The task: Search the material for the string "fields", then return every line where it is found.

***

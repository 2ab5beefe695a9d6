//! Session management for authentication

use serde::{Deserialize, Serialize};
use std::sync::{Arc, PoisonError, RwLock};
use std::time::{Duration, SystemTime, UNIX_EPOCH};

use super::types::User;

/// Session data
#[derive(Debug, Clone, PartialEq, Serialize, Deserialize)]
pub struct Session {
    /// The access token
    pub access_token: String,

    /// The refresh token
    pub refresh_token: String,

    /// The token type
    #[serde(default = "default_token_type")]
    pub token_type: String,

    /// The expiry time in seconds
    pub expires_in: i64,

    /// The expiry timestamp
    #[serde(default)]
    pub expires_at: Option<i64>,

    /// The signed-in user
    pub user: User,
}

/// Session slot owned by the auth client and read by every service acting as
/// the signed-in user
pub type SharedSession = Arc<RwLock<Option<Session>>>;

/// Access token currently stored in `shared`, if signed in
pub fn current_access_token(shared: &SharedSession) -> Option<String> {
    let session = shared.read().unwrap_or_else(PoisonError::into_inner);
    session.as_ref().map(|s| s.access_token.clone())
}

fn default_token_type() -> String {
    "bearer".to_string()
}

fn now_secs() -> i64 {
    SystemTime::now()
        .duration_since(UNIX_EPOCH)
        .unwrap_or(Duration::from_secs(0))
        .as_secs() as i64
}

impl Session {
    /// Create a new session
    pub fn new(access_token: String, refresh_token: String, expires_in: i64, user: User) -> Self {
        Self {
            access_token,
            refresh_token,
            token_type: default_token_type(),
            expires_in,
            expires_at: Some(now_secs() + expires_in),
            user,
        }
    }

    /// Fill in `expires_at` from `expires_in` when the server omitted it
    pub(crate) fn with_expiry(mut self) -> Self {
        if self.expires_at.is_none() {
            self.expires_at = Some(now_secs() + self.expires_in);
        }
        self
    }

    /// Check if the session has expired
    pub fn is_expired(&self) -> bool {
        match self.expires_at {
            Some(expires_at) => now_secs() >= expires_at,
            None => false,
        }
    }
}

***

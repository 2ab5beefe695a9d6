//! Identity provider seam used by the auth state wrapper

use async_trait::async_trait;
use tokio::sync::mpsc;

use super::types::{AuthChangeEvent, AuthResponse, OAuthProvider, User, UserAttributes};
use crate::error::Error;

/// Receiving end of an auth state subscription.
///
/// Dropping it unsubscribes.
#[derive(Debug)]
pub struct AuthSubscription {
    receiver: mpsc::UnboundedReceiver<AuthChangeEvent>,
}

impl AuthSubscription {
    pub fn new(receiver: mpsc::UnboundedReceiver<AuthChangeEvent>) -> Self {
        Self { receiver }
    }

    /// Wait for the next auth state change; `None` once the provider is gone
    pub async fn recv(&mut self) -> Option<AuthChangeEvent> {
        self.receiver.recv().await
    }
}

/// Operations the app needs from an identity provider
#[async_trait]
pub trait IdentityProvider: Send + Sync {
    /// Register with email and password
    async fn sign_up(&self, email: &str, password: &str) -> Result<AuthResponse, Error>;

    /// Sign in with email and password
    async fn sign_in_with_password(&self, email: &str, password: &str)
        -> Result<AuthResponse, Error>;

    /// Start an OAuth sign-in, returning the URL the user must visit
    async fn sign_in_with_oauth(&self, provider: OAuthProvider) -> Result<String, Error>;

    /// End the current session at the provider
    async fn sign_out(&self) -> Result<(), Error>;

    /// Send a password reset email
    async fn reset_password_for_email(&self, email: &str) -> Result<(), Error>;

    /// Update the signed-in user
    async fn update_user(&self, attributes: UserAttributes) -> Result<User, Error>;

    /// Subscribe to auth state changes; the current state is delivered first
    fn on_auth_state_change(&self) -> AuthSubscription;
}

***

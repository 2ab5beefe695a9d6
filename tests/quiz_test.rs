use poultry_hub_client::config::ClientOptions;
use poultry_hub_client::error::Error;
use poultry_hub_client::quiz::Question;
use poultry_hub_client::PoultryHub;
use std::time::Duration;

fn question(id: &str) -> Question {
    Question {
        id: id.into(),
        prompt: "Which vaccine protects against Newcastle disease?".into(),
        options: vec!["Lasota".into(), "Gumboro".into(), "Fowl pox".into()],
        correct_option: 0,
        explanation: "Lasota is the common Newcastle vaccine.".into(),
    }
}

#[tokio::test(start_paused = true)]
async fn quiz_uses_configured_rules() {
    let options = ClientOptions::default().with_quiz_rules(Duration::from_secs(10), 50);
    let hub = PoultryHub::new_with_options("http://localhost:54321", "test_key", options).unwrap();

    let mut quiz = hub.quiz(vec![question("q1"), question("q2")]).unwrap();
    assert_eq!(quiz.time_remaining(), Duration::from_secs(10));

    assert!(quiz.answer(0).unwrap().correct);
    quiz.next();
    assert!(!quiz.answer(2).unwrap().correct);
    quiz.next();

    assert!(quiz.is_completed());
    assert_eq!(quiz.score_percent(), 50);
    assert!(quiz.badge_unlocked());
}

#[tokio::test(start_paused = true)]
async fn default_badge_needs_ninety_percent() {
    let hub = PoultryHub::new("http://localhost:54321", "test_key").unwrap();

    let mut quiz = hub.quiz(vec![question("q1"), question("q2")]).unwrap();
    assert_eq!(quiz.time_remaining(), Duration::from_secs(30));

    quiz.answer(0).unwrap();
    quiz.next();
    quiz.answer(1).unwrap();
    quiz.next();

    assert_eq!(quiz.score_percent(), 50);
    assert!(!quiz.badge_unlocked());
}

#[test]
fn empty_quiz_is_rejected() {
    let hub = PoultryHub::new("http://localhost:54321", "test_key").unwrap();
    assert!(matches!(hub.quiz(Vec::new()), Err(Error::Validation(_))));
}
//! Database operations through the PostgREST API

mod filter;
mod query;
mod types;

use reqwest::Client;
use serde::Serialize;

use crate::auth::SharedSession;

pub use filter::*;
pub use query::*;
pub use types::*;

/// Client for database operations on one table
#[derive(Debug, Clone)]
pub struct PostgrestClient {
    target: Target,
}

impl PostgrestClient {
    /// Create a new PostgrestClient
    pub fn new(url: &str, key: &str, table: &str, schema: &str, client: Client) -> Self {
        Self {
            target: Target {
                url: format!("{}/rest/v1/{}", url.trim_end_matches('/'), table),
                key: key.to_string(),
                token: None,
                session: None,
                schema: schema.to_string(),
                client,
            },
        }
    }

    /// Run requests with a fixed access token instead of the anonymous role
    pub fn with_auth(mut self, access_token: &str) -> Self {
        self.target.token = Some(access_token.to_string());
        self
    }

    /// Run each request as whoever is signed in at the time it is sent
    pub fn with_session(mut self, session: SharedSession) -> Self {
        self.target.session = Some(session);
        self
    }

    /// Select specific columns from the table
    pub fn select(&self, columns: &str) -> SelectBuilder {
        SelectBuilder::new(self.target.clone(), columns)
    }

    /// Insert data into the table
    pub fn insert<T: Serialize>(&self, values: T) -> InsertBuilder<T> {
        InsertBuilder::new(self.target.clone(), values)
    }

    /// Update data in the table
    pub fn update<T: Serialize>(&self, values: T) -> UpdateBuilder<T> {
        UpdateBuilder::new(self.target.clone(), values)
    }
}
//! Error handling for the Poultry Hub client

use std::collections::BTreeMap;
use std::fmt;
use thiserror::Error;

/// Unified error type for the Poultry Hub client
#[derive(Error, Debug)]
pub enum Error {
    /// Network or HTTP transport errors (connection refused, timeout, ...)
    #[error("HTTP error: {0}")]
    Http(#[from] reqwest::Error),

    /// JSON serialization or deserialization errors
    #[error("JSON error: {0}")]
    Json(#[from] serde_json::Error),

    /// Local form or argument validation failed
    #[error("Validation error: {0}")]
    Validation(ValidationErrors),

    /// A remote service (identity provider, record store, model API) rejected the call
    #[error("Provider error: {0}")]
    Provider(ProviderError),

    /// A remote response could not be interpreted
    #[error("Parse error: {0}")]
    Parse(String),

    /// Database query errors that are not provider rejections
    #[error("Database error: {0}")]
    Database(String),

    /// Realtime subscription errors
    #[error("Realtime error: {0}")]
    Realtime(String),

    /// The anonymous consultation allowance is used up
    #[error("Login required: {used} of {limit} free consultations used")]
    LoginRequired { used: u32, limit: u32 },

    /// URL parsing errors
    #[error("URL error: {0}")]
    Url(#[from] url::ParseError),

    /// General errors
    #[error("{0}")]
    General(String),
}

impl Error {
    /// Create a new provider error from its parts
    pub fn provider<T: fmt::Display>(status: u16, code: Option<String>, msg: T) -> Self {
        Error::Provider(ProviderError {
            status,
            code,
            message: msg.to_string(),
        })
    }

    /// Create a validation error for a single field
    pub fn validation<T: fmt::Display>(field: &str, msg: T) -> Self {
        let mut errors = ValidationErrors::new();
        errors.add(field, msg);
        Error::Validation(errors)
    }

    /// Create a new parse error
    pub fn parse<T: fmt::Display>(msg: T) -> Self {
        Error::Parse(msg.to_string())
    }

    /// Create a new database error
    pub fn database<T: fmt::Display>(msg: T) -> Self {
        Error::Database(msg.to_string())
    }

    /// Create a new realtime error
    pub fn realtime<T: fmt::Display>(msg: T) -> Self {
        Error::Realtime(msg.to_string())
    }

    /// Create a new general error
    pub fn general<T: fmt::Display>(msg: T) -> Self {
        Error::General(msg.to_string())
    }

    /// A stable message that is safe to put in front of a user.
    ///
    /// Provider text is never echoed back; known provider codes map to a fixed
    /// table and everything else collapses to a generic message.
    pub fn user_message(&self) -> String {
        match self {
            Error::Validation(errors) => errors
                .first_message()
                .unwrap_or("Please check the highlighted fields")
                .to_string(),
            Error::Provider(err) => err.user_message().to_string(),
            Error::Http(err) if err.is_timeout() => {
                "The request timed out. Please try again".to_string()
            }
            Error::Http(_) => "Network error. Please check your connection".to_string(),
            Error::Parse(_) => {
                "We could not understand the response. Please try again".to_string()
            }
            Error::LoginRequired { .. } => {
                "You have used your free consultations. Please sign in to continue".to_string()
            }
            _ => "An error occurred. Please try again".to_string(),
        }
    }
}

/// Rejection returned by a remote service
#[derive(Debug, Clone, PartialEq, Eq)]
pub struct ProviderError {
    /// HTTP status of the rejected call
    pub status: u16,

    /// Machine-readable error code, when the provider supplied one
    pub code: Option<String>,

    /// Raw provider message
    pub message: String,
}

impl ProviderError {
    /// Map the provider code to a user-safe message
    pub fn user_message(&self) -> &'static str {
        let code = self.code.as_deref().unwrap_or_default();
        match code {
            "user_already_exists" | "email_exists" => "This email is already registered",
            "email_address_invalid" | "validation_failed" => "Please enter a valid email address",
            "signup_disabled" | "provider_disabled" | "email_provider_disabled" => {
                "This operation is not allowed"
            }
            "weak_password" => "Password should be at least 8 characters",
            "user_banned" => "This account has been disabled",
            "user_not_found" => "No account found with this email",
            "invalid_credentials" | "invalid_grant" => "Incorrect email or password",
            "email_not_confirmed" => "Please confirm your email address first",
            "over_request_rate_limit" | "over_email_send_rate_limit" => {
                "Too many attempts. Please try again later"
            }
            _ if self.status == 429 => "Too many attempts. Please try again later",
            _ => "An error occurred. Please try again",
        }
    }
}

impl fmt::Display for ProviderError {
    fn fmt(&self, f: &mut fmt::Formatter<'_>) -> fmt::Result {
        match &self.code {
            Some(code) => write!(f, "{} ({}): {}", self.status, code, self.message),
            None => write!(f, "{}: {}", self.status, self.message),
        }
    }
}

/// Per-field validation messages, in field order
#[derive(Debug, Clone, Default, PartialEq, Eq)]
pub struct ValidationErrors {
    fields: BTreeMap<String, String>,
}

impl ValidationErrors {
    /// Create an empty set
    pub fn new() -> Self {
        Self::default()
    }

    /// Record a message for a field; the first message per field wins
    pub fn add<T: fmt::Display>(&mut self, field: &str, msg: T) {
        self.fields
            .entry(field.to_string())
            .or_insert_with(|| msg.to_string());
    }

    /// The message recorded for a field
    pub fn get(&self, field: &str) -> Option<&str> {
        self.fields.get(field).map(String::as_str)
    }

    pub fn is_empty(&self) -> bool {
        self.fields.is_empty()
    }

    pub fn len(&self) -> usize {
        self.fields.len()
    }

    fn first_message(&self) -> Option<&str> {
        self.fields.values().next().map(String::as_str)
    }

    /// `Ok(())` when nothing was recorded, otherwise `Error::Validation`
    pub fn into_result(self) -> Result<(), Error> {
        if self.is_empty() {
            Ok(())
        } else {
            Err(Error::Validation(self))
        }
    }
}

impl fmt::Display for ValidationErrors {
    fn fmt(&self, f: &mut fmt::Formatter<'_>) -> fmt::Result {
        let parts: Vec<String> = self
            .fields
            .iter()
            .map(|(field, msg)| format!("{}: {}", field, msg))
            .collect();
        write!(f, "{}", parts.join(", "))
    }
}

***

The answer:
                .unwrap_or("Please check the highlighted fields")
    fields: BTreeMap<String, String>,
        self.fields
        self.fields.get(field).map(String::as_str)
        self.fields.is_empty()
        self.fields.len()
        self.fields.values().next().map(String::as_str)
            .fields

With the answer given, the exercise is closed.